Дверной замок с треском ломается, и Стогову трясут за плечи. На этот раз на помощь приходит Ренегат.
– Лизка! Лизка! Ты что? Очнись!
Стогова моргает, и все мгновенно встает на свои места, но, как только она вываливается из ванной следом за Сашей, тут же налетает на разозленного Горшенева, мечущегося по комнате.
– Что такое? – спрашивает Лиза, утирая испарину со лба. – Где все?
– Уехали, – останавливается Миша и многозначительно смотрит на Ренегата, тот качает головой, вздыхает и тоже исчезает в прихожей, а затем хлопает входная дверь, и Миша с Лизой остаются одни. – Тебя боятся.
Он смотрит на девушка так, будто желает хорошенько ее отделать по мордашке за такие припадки, от которых, видно, и у него сносит крышу. Но опять же Стоговой кажется, что Горшенев не удивлен. Он, напротив, будто расстроен из-за того, что все так стремительно идет к чему-то определенному.
Лиза делает ему навстречу шаг и спрашивает:
– Что ты знаешь? Я умерла?
Миша снова не выглядит изумленным, он просто кидает на нее взгляд искоса и пожимает плечами.
– Почему я вижу тебя мертвой, но ты жива? – прищуривается он. – А ты в ответ видишь меня в гробу. Хрень какая-то, не находишь?
я не вернусь…
– Да… – Лиза опускается на краешек кровати. – Хрень. Думала, ты дашь ответ.
– Кстати, Костян звонил, опять тебя искал. Достал меня этот придурок. По-моему, его пора выводить из игры.
Стогова поворачивается к Мише, присевшему рядом.
«Выводить из игры? Из какой игры?».
– Значит он связан с Безликим, – говорит она, а Миха вздыхает и трет пальцами переносицу.
– Опять ты об этой легенде, – отвечает он не менее устало.
Стогова непонимающе пялится на Горшенева, а тот, ловя ее взгляд, поясняет:
– Я рассказал тебе о Безликом еще в той гостинице, после драки с мудаком Анфиски. Ты так впечатлилась, что ли? Ты его и правда видишь?
И тут в голову Лизе приходит одна вполне себе адекватная мысль: она решает спросить у Михи все напрямую. Пусть он восстановит картинку в ее поврежденном сознании.
– Миша, ни для кого уже не секрет, что со мной что-то не так, но, пожалуйста, прими меня всерьез и просто ответь, ладно? – дождавшись кивка, Лиза продолжает: – Почему ты так удивился, когда я сказала о Князеве?

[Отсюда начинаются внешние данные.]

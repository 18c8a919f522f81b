//! Bridge to an SGE-style batch scheduler.
//!
//! Submission is fire-and-forget: the scheduler is the source of truth and
//! status is reconciled afterwards, first against the active queue
//! (`qstat -xml`) and then against the accounting log (`qacct`) for jobs
//! that already left the queue.

use async_trait::async_trait;
use std::time::Duration;
use thiserror::Error;
use tracing::debug;

pub mod config;
pub mod qacct;
pub mod sge;
pub mod status;
pub mod xml;

pub use config::{QueueConfig, SchedulerConfig};
pub use qacct::Accounting;
pub use sge::SgeScheduler;
pub use status::JobStatus;

#[derive(Error, Debug)]
pub enum SgeError {
    /// The scheduler binary could not be invoked or timed out.
    #[error("scheduler invocation failed: {0}")]
    Io(#[from] std::io::Error),

    #[error("scheduler invocation timed out after {0:?}")]
    Timeout(Duration),

    #[error("scheduler exited with {status}: {stderr}")]
    NonZeroExit { status: i32, stderr: String },

    /// The scheduler answered but the output did not parse.
    #[error("malformed scheduler output: {0}")]
    Malformed(String),
}

/// One job visible in the active queue.
#[derive(Debug, Clone, PartialEq, Eq)]
pub struct ActiveJob {
    pub name: String,
    pub state: String,
}

/// A submission as handed to the scheduler: everything already rendered.
#[derive(Debug, Clone, PartialEq, Eq)]
pub struct SubmitCommand {
    pub name: String,
    pub stdout: String,
    pub stderr: String,
    pub queue: String,
    pub command_line: String,
}

/// The narrow scheduler interface; production uses [`SgeScheduler`], tests
/// swap in a stub.
#[async_trait]
pub trait BatchScheduler: Send + Sync {
    /// Non-blocking submit; returns once the scheduler accepted the job.
    async fn submit(&self, command: &SubmitCommand) -> Result<(), SgeError>;

    /// Snapshot of the active queue (running and pending jobs).
    async fn query_active(&self) -> Result<Vec<ActiveJob>, SgeError>;

    /// Post-mortem accounting for a job that left the queue.
    async fn query_terminated(&self, job_name: &str) -> Result<Option<Accounting>, SgeError>;
}

pub struct GridEngineBridge {
    scheduler: std::sync::Arc<dyn BatchScheduler>,
    config: SchedulerConfig,
}

impl GridEngineBridge {
    pub fn new(scheduler: std::sync::Arc<dyn BatchScheduler>, config: SchedulerConfig) -> Self {
        Self { scheduler, config }
    }

    pub fn config(&self) -> &SchedulerConfig {
        &self.config
    }

    /// Submit a logical job. Returns the queue that was selected.
    pub async fn submit_job(
        &self,
        tool: &str,
        job_id: i64,
        out_dir: &str,
        command_line: &str,
        queue: Option<&str>,
    ) -> Result<String, SgeError> {
        let queue = match queue {
            Some(queue) => queue.to_string(),
            None => self.config.queue_for_tool(tool).to_string(),
        };
        let out_dir = out_dir.trim_end_matches('/');
        let command = SubmitCommand {
            name: format!("{tool}_{job_id}"),
            stdout: format!("{out_dir}/sge_out.log"),
            stderr: format!("{out_dir}/sge_err.log"),
            queue: queue.clone(),
            command_line: command_line.to_string(),
        };
        debug!("submitting job '{}' to queue '{queue}'", command.name);
        self.scheduler.submit(&command).await?;
        Ok(queue)
    }

    /// Reconcile the status of a previously submitted job.
    pub async fn status(&self, tool: &str, job_id: i64) -> Result<JobStatus, SgeError> {
        let needle = job_id.to_string();
        let active = self.scheduler.query_active().await?;
        if let Some(job) = active.iter().find(|j| j.name.contains(&needle)) {
            return Ok(JobStatus::from_state_letter(&job.state));
        }

        let name = format!("{tool}_{job_id}");
        match self.scheduler.query_terminated(&name).await? {
            Some(accounting) => Ok(accounting.classify()),
            None => Ok(JobStatus::Unknown),
        }
    }
}

#[cfg(test)]
mod tests {
    use super::*;
    use std::sync::Arc;
    use std::sync::Mutex;

    #[derive(Default)]
    struct StubScheduler {
        submitted: Mutex<Vec<SubmitCommand>>,
        active: Mutex<Vec<ActiveJob>>,
        terminated: Mutex<Option<Accounting>>,
    }

    #[async_trait]
    impl BatchScheduler for StubScheduler {
        async fn submit(&self, command: &SubmitCommand) -> Result<(), SgeError> {
            self.submitted.lock().unwrap().push(command.clone());
            Ok(())
        }

        async fn query_active(&self) -> Result<Vec<ActiveJob>, SgeError> {
            Ok(self.active.lock().unwrap().clone())
        }

        async fn query_terminated(
            &self,
            _job_name: &str,
        ) -> Result<Option<Accounting>, SgeError> {
            Ok(self.terminated.lock().unwrap().clone())
        }
    }

    fn config() -> SchedulerConfig {
        toml::from_str(
            r#"
            default_queue = "all.q"

            [[queues]]
            name = "fast.q"
            tools = ["bwa", "gatk"]

            [[queues]]
            name = "himem.q"
            tools = ["gatk"]
            "#,
        )
        .unwrap()
    }

    fn bridge(stub: Arc<StubScheduler>) -> GridEngineBridge {
        GridEngineBridge::new(stub, config())
    }

    #[tokio::test]
    async fn submit_renders_the_fixed_template() {
        let stub = Arc::new(StubScheduler::default());
        let queue = bridge(stub.clone())
            .submit_job("bwa", 1010, "/data/out/", "bwa mem ref.fa", None)
            .await
            .unwrap();
        k9::assert_equal!(queue, "fast.q");

        let submitted = stub.submitted.lock().unwrap();
        k9::assert_equal!(
            *submitted,
            vec![SubmitCommand {
                name: "bwa_1010".into(),
                stdout: "/data/out/sge_out.log".into(),
                stderr: "/data/out/sge_err.log".into(),
                queue: "fast.q".into(),
                command_line: "bwa mem ref.fa".into(),
            }]
        );
    }

    #[tokio::test]
    async fn explicit_queue_overrides_the_mapping() {
        let stub = Arc::new(StubScheduler::default());
        let queue = bridge(stub.clone())
            .submit_job("bwa", 1010, "/data/out", "bwa mem", Some("debug.q"))
            .await
            .unwrap();
        k9::assert_equal!(queue, "debug.q");
    }

    #[tokio::test]
    async fn status_prefers_the_active_queue() {
        let stub = Arc::new(StubScheduler::default());
        stub.active.lock().unwrap().push(ActiveJob {
            name: "bwa_1010".into(),
            state: "r".into(),
        });
        // accounting data exists too, but the active queue wins
        *stub.terminated.lock().unwrap() = Some(Accounting {
            exit_status: 1,
            failed: 0,
        });

        let status = bridge(stub).status("bwa", 1010).await.unwrap();
        k9::assert_equal!(status, JobStatus::Running);
    }

    #[tokio::test]
    async fn status_falls_back_to_accounting() {
        let stub = Arc::new(StubScheduler::default());
        *stub.terminated.lock().unwrap() = Some(Accounting {
            exit_status: 0,
            failed: 0,
        });
        let status = bridge(stub).status("bwa", 1010).await.unwrap();
        k9::assert_equal!(status, JobStatus::Finished);
    }

    #[tokio::test]
    async fn status_is_unknown_when_nothing_answers() {
        let stub = Arc::new(StubScheduler::default());
        let status = bridge(stub).status("bwa", 1010).await.unwrap();
        k9::assert_equal!(status, JobStatus::Unknown);
    }
}
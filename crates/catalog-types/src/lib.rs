//! Core types shared by the catalog: entity identifiers, lifecycle status,
//! principals and ACL machinery, permission enums with their study-level
//! derivations, and the per-study configuration document.

pub mod acl;
pub mod entity;
pub mod error;
pub mod member;
pub mod perms;
pub mod status;
pub mod study_config;

pub use acl::{Acl, AclTemplate, RawAcl};
pub use error::CatalogError;
pub use member::Member;
pub use perms::{
    CohortPermission, DatasetPermission, EntityPermission, FilePermission, IndividualPermission,
    JobPermission, PanelPermission, SamplePermission, StudyPermission,
};
pub use status::Status;

/// Numeric entity ids are `i64` throughout. The adaptor boundary uses the
/// legacy `-1` sentinel for "missing"; everything above it uses `Option`.
pub type CatalogId = i64;
pub type ProjectId = i64;
pub type StudyId = i64;
pub type FileId = i64;
pub type SampleId = i64;
pub type IndividualId = i64;
pub type CohortId = i64;
pub type DatasetId = i64;
pub type PanelId = i64;
pub type JobId = i64;

/// Sentinel used only where the adaptor's numeric convention leaks through
/// (silent bulk lookups).
pub const MISSING_ID: CatalogId = -1;

/// The kinds of entity the catalog manages. Folders are directory-typed
/// rows of the file table and share [`perms::FilePermission`].
#[derive(
    Debug,
    Clone,
    Copy,
    PartialEq,
    Eq,
    Hash,
    PartialOrd,
    Ord,
    serde::Serialize,
    serde::Deserialize,
    strum::Display,
    strum::EnumString,
    strum::EnumIter,
)]
#[strum(serialize_all = "SCREAMING_SNAKE_CASE")]
#[serde(rename_all = "SCREAMING_SNAKE_CASE")]
pub enum EntityKind {
    Project,
    Study,
    File,
    Sample,
    Individual,
    Cohort,
    Dataset,
    Panel,
    Job,
}

impl EntityKind {
    /// Human label used in error messages: `Job id '0' does not exist`.
    pub fn label(&self) -> &'static str {
        match self {
            Self::Project => "Project",
            Self::Study => "Study",
            Self::File => "File",
            Self::Sample => "Sample",
            Self::Individual => "Individual",
            Self::Cohort => "Cohort",
            Self::Dataset => "Dataset",
            Self::Panel => "Panel",
            Self::Job => "Job",
        }
    }
}
//! Permission enums for each entity kind, plus the static derivation table
//! that projects study-level permissions onto child entities.

use crate::EntityKind;
use serde::{Deserialize, Serialize};
use std::collections::BTreeSet;
use strum::IntoEnumIterator;

macro_rules! permission_enum {
    ($name:ident { $($variant:ident),* $(,)? }) => {
        #[derive(
            Debug,
            Clone,
            Copy,
            PartialEq,
            Eq,
            Hash,
            PartialOrd,
            Ord,
            Serialize,
            Deserialize,
            strum::Display,
            strum::EnumString,
            strum::EnumIter,
        )]
        #[strum(serialize_all = "SCREAMING_SNAKE_CASE")]
        #[serde(rename_all = "SCREAMING_SNAKE_CASE")]
        pub enum $name {
            $($variant),*
        }
    };
}

permission_enum!(StudyPermission {
    ViewStudy,
    UpdateStudy,
    ShareStudy,
    ViewFiles,
    WriteFiles,
    DeleteFiles,
    ShareFiles,
    DownloadFiles,
    UploadFiles,
    ViewFileHeaders,
    ViewFileContents,
    ViewJobs,
    WriteJobs,
    DeleteJobs,
    ShareJobs,
    ViewSamples,
    WriteSamples,
    DeleteSamples,
    ShareSamples,
    ViewSampleAnnotations,
    WriteSampleAnnotations,
    DeleteSampleAnnotations,
    ViewIndividuals,
    WriteIndividuals,
    DeleteIndividuals,
    ShareIndividuals,
    ViewIndividualAnnotations,
    WriteIndividualAnnotations,
    DeleteIndividualAnnotations,
    ViewCohorts,
    WriteCohorts,
    DeleteCohorts,
    ShareCohorts,
    ViewCohortAnnotations,
    WriteCohortAnnotations,
    DeleteCohortAnnotations,
    ViewDatasets,
    WriteDatasets,
    DeleteDatasets,
    ShareDatasets,
    ViewPanels,
    WritePanels,
    DeletePanels,
    SharePanels,
    ConfidentialVariableSetAccess,
});

permission_enum!(FilePermission {
    View,
    ViewHeader,
    ViewContent,
    Write,
    Delete,
    Download,
    Upload,
    Share,
});

permission_enum!(JobPermission {
    View,
    Update,
    Delete,
    Share,
});

permission_enum!(SamplePermission {
    View,
    Update,
    Delete,
    Share,
    ViewAnnotations,
    WriteAnnotations,
    DeleteAnnotations,
});

permission_enum!(IndividualPermission {
    View,
    Update,
    Delete,
    Share,
    ViewAnnotations,
    WriteAnnotations,
    DeleteAnnotations,
});

permission_enum!(CohortPermission {
    View,
    Update,
    Delete,
    Share,
    ViewAnnotations,
    WriteAnnotations,
    DeleteAnnotations,
});

permission_enum!(DatasetPermission {
    View,
    Update,
    Delete,
    Share,
});

permission_enum!(PanelPermission {
    View,
    Update,
    Delete,
    Share,
});

/// A permission enum scoped to one entity kind. The `implied_by` mapping is
/// the derivation table: each entity permission names the single study-level
/// permission that grants it implicitly.
pub trait EntityPermission:
    Copy
    + Ord
    + std::fmt::Debug
    + std::fmt::Display
    + std::str::FromStr<Err = strum::ParseError>
    + IntoEnumIterator
    + Send
    + Sync
    + 'static
{
    const KIND: EntityKind;

    fn implied_by(self) -> StudyPermission;

    /// The permission gating ACL administration on this entity kind.
    fn share() -> Self;

    /// The permission gating plain visibility.
    fn view() -> Self;
}

impl EntityPermission for FilePermission {
    const KIND: EntityKind = EntityKind::File;

    fn implied_by(self) -> StudyPermission {
        match self {
            Self::View => StudyPermission::ViewFiles,
            Self::ViewHeader => StudyPermission::ViewFileHeaders,
            Self::ViewContent => StudyPermission::ViewFileContents,
            Self::Write => StudyPermission::WriteFiles,
            Self::Delete => StudyPermission::DeleteFiles,
            Self::Download => StudyPermission::DownloadFiles,
            Self::Upload => StudyPermission::UploadFiles,
            Self::Share => StudyPermission::ShareFiles,
        }
    }

    fn share() -> Self {
        Self::Share
    }

    fn view() -> Self {
        Self::View
    }
}

impl EntityPermission for JobPermission {
    const KIND: EntityKind = EntityKind::Job;

    fn implied_by(self) -> StudyPermission {
        match self {
            Self::View => StudyPermission::ViewJobs,
            Self::Update => StudyPermission::WriteJobs,
            Self::Delete => StudyPermission::DeleteJobs,
            Self::Share => StudyPermission::ShareJobs,
        }
    }

    fn share() -> Self {
        Self::Share
    }

    fn view() -> Self {
        Self::View
    }
}

impl EntityPermission for SamplePermission {
    const KIND: EntityKind = EntityKind::Sample;

    fn implied_by(self) -> StudyPermission {
        match self {
            Self::View => StudyPermission::ViewSamples,
            Self::Update => StudyPermission::WriteSamples,
            Self::Delete => StudyPermission::DeleteSamples,
            Self::Share => StudyPermission::ShareSamples,
            Self::ViewAnnotations => StudyPermission::ViewSampleAnnotations,
            Self::WriteAnnotations => StudyPermission::WriteSampleAnnotations,
            Self::DeleteAnnotations => StudyPermission::DeleteSampleAnnotations,
        }
    }

    fn share() -> Self {
        Self::Share
    }

    fn view() -> Self {
        Self::View
    }
}

impl EntityPermission for IndividualPermission {
    const KIND: EntityKind = EntityKind::Individual;

    fn implied_by(self) -> StudyPermission {
        match self {
            Self::View => StudyPermission::ViewIndividuals,
            Self::Update => StudyPermission::WriteIndividuals,
            Self::Delete => StudyPermission::DeleteIndividuals,
            Self::Share => StudyPermission::ShareIndividuals,
            Self::ViewAnnotations => StudyPermission::ViewIndividualAnnotations,
            Self::WriteAnnotations => StudyPermission::WriteIndividualAnnotations,
            Self::DeleteAnnotations => StudyPermission::DeleteIndividualAnnotations,
        }
    }

    fn share() -> Self {
        Self::Share
    }

    fn view() -> Self {
        Self::View
    }
}

impl EntityPermission for CohortPermission {
    const KIND: EntityKind = EntityKind::Cohort;

    fn implied_by(self) -> StudyPermission {
        match self {
            Self::View => StudyPermission::ViewCohorts,
            Self::Update => StudyPermission::WriteCohorts,
            Self::Delete => StudyPermission::DeleteCohorts,
            Self::Share => StudyPermission::ShareCohorts,
            Self::ViewAnnotations => StudyPermission::ViewCohortAnnotations,
            Self::WriteAnnotations => StudyPermission::WriteCohortAnnotations,
            Self::DeleteAnnotations => StudyPermission::DeleteCohortAnnotations,
        }
    }

    fn share() -> Self {
        Self::Share
    }

    fn view() -> Self {
        Self::View
    }
}

impl EntityPermission for DatasetPermission {
    const KIND: EntityKind = EntityKind::Dataset;

    fn implied_by(self) -> StudyPermission {
        match self {
            Self::View => StudyPermission::ViewDatasets,
            Self::Update => StudyPermission::WriteDatasets,
            Self::Delete => StudyPermission::DeleteDatasets,
            Self::Share => StudyPermission::ShareDatasets,
        }
    }

    fn share() -> Self {
        Self::Share
    }

    fn view() -> Self {
        Self::View
    }
}

impl EntityPermission for PanelPermission {
    const KIND: EntityKind = EntityKind::Panel;

    fn implied_by(self) -> StudyPermission {
        match self {
            Self::View => StudyPermission::ViewPanels,
            Self::Update => StudyPermission::WritePanels,
            Self::Delete => StudyPermission::DeletePanels,
            Self::Share => StudyPermission::SharePanels,
        }
    }

    fn share() -> Self {
        Self::Share
    }

    fn view() -> Self {
        Self::View
    }
}

/// Project a study-level permission set onto an entity kind via the
/// derivation table.
pub fn project_study_permissions<P: EntityPermission>(
    study: &BTreeSet<StudyPermission>,
) -> BTreeSet<P> {
    P::iter().filter(|p| study.contains(&p.implied_by())).collect()
}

Горшенев безмятежно смотрит на Лизу и отвечает:
– Потому что Андрюха ушел из группы два года назад*. Ты не помнишь?
Стогова вот-вот заорет в голос от ужаса, такого мерзкого, просто омерзительного, что ее горло словно сдавливает, но она должна узнать все.
– Какой сейчас год?
– Сейчас 2013-й, Лиза. Вижу, тебе реально хреново.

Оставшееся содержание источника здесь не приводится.